• Requirement: Would you print the records below without changing anything?

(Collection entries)
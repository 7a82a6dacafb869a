use std::path::Path;

use savedio_core::services::NewBookmark;

use crate::commands::common::{bookmark_service, open_database};
use crate::error::CliError;

pub async fn run_add(
    url: &str,
    title: Option<&str>,
    list: Option<&str>,
    notes: Option<&str>,
    db_path: &Path,
) -> Result<(), CliError> {
    let draft = NewBookmark::new(url, title.unwrap_or(""), notes.unwrap_or(""), list)?;

    let db = open_database(db_path).await?;
    let service = bookmark_service(&db).await?;
    let bookmark = service.create_bookmark(draft).await?;

    println!("{}", bookmark.id);
    Ok(())
}
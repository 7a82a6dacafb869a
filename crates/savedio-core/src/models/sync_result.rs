//! Last synchronization outcome

use serde::{Deserialize, Serialize};

use crate::util::unix_millis_now;

/// Outcome of the most recent reconciliation attempt.
///
/// A single record exists; every attempt that reaches the remote API
/// overwrites it.
#[derive(Debug, Clone, PartialEq, Eq, Serialize, Deserialize)]
pub struct SyncResult {
    /// Whether the attempt completed and was committed
    pub success: bool,
    /// Change summary on success, failure description otherwise
    pub message: String,
    /// When the record was written (Unix ms)
    pub updated_at: i64,
}

impl SyncResult {
    /// Record a successful reconciliation
    #[must_use]
    pub fn succeeded(summary: impl Into<String>) -> Self {
        Self {
            success: true,
            message: summary.into(),
            updated_at: unix_millis_now(),
        }
    }

    /// Record a failed reconciliation
    #[must_use]
    pub fn failed(message: impl Into<String>) -> Self {
        Self {
            success: false,
            message: message.into(),
            updated_at: unix_millis_now(),
        }
    }
}
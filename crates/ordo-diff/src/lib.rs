//! Key transition classification for Ordo.
//!
//! Compares the keys of two snapshots and reports which keys are entering,
//! leaving, and persisting. An animation driver uses this alongside the merge
//! to start enter and exit transitions.
//!
//! # Key Types
//!
//! - [`KeyDiff`] -- Entering / leaving / persisting keys

pub mod key_diff;

pub use key_diff::{diff_keys, KeyDiff};
use std::path::PathBuf;

use clap::{Args, Parser, Subcommand};
use ordo_merge::TieBreak;

#[derive(Parser)]
#[command(
    name = "ordo",
    about = "Ordo: merge keyed list snapshots across frame transitions",
    version,
)]
pub struct Cli {
    #[command(subcommand)]
    pub command: Command,

    #[arg(short, long, global = true)]
    pub verbose: bool,

    #[arg(long, global = true, default_value = "text")]
    pub format: OutputFormat,
}

#[derive(Clone, Copy, Debug, PartialEq, Eq, clap::ValueEnum)]
pub enum OutputFormat {
    Text,
    Json,
}

#[derive(Subcommand)]
pub enum Command {
    /// Merge the previous and next snapshots into one order
    Merge(MergeArgs),
    /// Show entering, leaving, and persisting keys
    Diff(DiffArgs),
}

/// Where the two snapshots come from.
#[derive(Args, Debug, Default)]
pub struct SnapshotArgs {
    /// Keys rendered on the last frame, comma separated; blank entries are
    /// ignored and an omitted flag means an empty snapshot
    #[arg(long, value_delimiter = ',')]
    pub previous: Vec<String>,
    /// Keys desired for the next frame, comma separated; blank entries are
    /// ignored and an omitted flag means an empty snapshot
    #[arg(long, value_delimiter = ',')]
    pub next: Vec<String>,
    /// JSON file with `previous` and `next` arrays of `{ "key", "data" }` items
    #[arg(long, conflicts_with_all = ["previous", "next"])]
    pub input: Option<PathBuf>,
}

#[derive(Args, Debug, Default)]
pub struct MergeArgs {
    #[command(flatten)]
    pub snapshots: SnapshotArgs,
    /// Departing keys to keep in the merged order
    #[arg(long, value_delimiter = ',')]
    pub retain: Vec<String>,
    /// Keep every departing key
    #[arg(long, conflicts_with = "retain")]
    pub retain_all: bool,
    /// Convention for pairs no anchor orders
    #[arg(long)]
    pub tie_break: Option<TieBreakArg>,
    /// Fail on repeated keys instead of keeping the last occurrence
    #[arg(long)]
    pub reject_duplicates: bool,
    /// TOML merge configuration
    #[arg(long)]
    pub config: Option<PathBuf>,
}

#[derive(Args, Debug, Default)]
pub struct DiffArgs {
    #[command(flatten)]
    pub snapshots: SnapshotArgs,
}

#[derive(Clone, Copy, Debug, PartialEq, Eq, clap::ValueEnum)]
pub enum TieBreakArg {
    DepartingFirst,
    ArrivingFirst,
}

impl From<TieBreakArg> for TieBreak {
    fn from(arg: TieBreakArg) -> Self {
        match arg {
            TieBreakArg::DepartingFirst => TieBreak::DepartingFirst,
            TieBreakArg::ArrivingFirst => TieBreak::ArrivingFirst,
        }
    }
}
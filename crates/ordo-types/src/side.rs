use std::fmt;

use serde::{Deserialize, Serialize};

/// One of the two snapshots being merged.
#[derive(Clone, Copy, Debug, PartialEq, Eq, Hash, Serialize, Deserialize)]
#[serde(rename_all = "lowercase")]
pub enum Side {
    /// The order rendered on the last frame.
    Previous,
    /// The order desired for the next frame.
    Next,
}

impl fmt::Display for Side {
    fn fmt(&self, f: &mut fmt::Formatter<'_>) -> fmt::Result {
        match self {
            Self::Previous => f.write_str("previous"),
            Self::Next => f.write_str("next"),
        }
    }
}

• Exercise response:
repository 7a82a6dacafb869a
use std::path::Path;

use savedio_core::services::NewBookmark;

use crate::commands::common::{bookmark_service, open_database};
use crate::error::CliError;

pub async fn run_add(
    url: &str,
    title: Option<&str>,
    list: Option<&str>,
    notes: Option<&str>,
    db_path: &Path,
) -> Result<(), CliError> {
    let draft = NewBookmark::new(url, title.unwrap_or(""), notes.unwrap_or(""), list)?;

    let db = open_database(db_path).await?;
    let service = bookmark_service(&db).await?;
    let bookmark = service.create_bookmark(draft).await?;

    println!("{}", bookmark.id);
    Ok(())
}
repository 7a82a6dacafb869a
filename crates/savedio-core/src/models/sync_result.rs
//! Last synchronization outcome

use serde::{Deserialize, Serialize};

use crate::util::unix_millis_now;

/// Outcome of the most recent reconciliation attempt.
///
/// A single record exists; every attempt that reaches the remote API
/// overwrites it.
#[derive(Debug, Clone, PartialEq, Eq, Serialize, Deserialize)]
pub struct SyncResult {
    /// Whether the attempt completed and was committed
    pub success: bool,
    /// Change summary on success, failure description otherwise
    pub message: String,
    /// When the record was written (Unix ms)
    pub updated_at: i64,
}

impl SyncResult {
    /// Record a successful reconciliation
    #[must_use]
    pub fn succeeded(summary: impl Into<String>) -> Self {
        Self {
            success: true,
            message: summary.into(),
            updated_at: unix_millis_now(),
        }
    }

    /// Record a failed reconciliation
    #[must_use]
    pub fn failed(message: impl Into<String>) -> Self {
        Self {
            success: false,
            message: message.into(),
            updated_at: unix_millis_now(),
        }
    }
}
filename crates/ordo-diff/src/lib.rs
//! Key transition classification for Ordo.
//!
//! Compares the keys of two snapshots and reports which keys are entering,
//! leaving, and persisting. An animation driver uses this alongside the merge
//! to start enter and exit transitions.
//!
//! # Key Types
//!
//! - [`KeyDiff`] -- Entering / leaving / persisting keys

pub mod key_diff;

pub use key_diff::{diff_keys, KeyDiff};
use std::path::PathBuf;

use clap::{Args, Parser, Subcommand};
use ordo_merge::TieBreak;

#[derive(Parser)]
#[command(
    name = "ordo",
    about = "Ordo: merge keyed list snapshots across frame transitions",
    version,
)]
pub struct Cli {
    #[command(subcommand)]
    pub command: Command,

    #[arg(short, long, global = true)]
    pub verbose: bool,

    #[arg(long, global = true, default_value = "text")]
    pub format: OutputFormat,
}

#[derive(Clone, Copy, Debug, PartialEq, Eq, clap::ValueEnum)]
pub enum OutputFormat {
    Text,
    Json,
}

#[derive(Subcommand)]
pub enum Command {
    /// Merge the previous and next snapshots into one order
    Merge(MergeArgs),
    /// Show entering, leaving, and persisting keys
    Diff(DiffArgs),
}

/// Where the two snapshots come from.
#[derive(Args, Debug, Default)]
pub struct SnapshotArgs {
    /// Keys rendered on the last frame, comma separated; blank entries are
    /// ignored and an omitted flag means an empty snapshot
    #[arg(long, value_delimiter = ',')]
    pub previous: Vec<String>,
    /// Keys desired for the next frame, comma separated; blank entries are
    /// ignored and an omitted flag means an empty snapshot
    #[arg(long, value_delimiter = ',')]
    pub next: Vec<String>,
    /// JSON file with `previous` and `next` arrays of `{ "key", "data" }` items
    #[arg(long, conflicts_with_all = ["previous", "next"])]
    pub input: Option<PathBuf>,
}

#[derive(Args, Debug, Default)]
pub struct MergeArgs {
    #[command(flatten)]
    pub snapshots: SnapshotArgs,
    /// Departing keys to keep in the merged order
    #[arg(long, value_delimiter = ',')]
    pub retain: Vec<String>,
    /// Keep every departing key
    #[arg(long, conflicts_with = "retain")]
    pub retain_all: bool,
    /// Convention for pairs no anchor orders
    #[arg(long)]
    pub tie_break: Option<TieBreakArg>,
    /// Fail on repeated keys instead of keeping the last occurrence
    #[arg(long)]
    pub reject_duplicates: bool,
    /// TOML merge configuration
    #[arg(long)]
    pub config: Option<PathBuf>,
}

#[derive(Args, Debug, Default)]
pub struct DiffArgs {
    #[command(flatten)]
    pub snapshots: SnapshotArgs,
}

#[derive(Clone, Copy, Debug, PartialEq, Eq, clap::ValueEnum)]
pub enum TieBreakArg {
    DepartingFirst,
    ArrivingFirst,
}

impl From<TieBreakArg> for TieBreak {
    fn from(arg: TieBreakArg) -> Self {
        match arg {
            TieBreakArg::DepartingFirst => TieBreak::DepartingFirst,
            TieBreakArg::ArrivingFirst => TieBreak::ArrivingFirst,
        }
    }
}
filename crates/ordo-types/src/side.rs
use std::fmt;

use serde::{Deserialize, Serialize};

/// One of the two snapshots being merged.
#[derive(Clone, Copy, Debug, PartialEq, Eq, Hash, Serialize, Deserialize)]
#[serde(rename_all = "lowercase")]
pub enum Side {
    /// The order rendered on the last frame.
    Previous,
    /// The order desired for the next frame.
    Next,
}

impl fmt::Display for Side {
    fn fmt(&self, f: &mut fmt::Formatter<'_>) -> fmt::Result {
        match self {
            Self::Previous => f.write_str("previous"),
            Self::Next => f.write_str("next"),
        }
    }
}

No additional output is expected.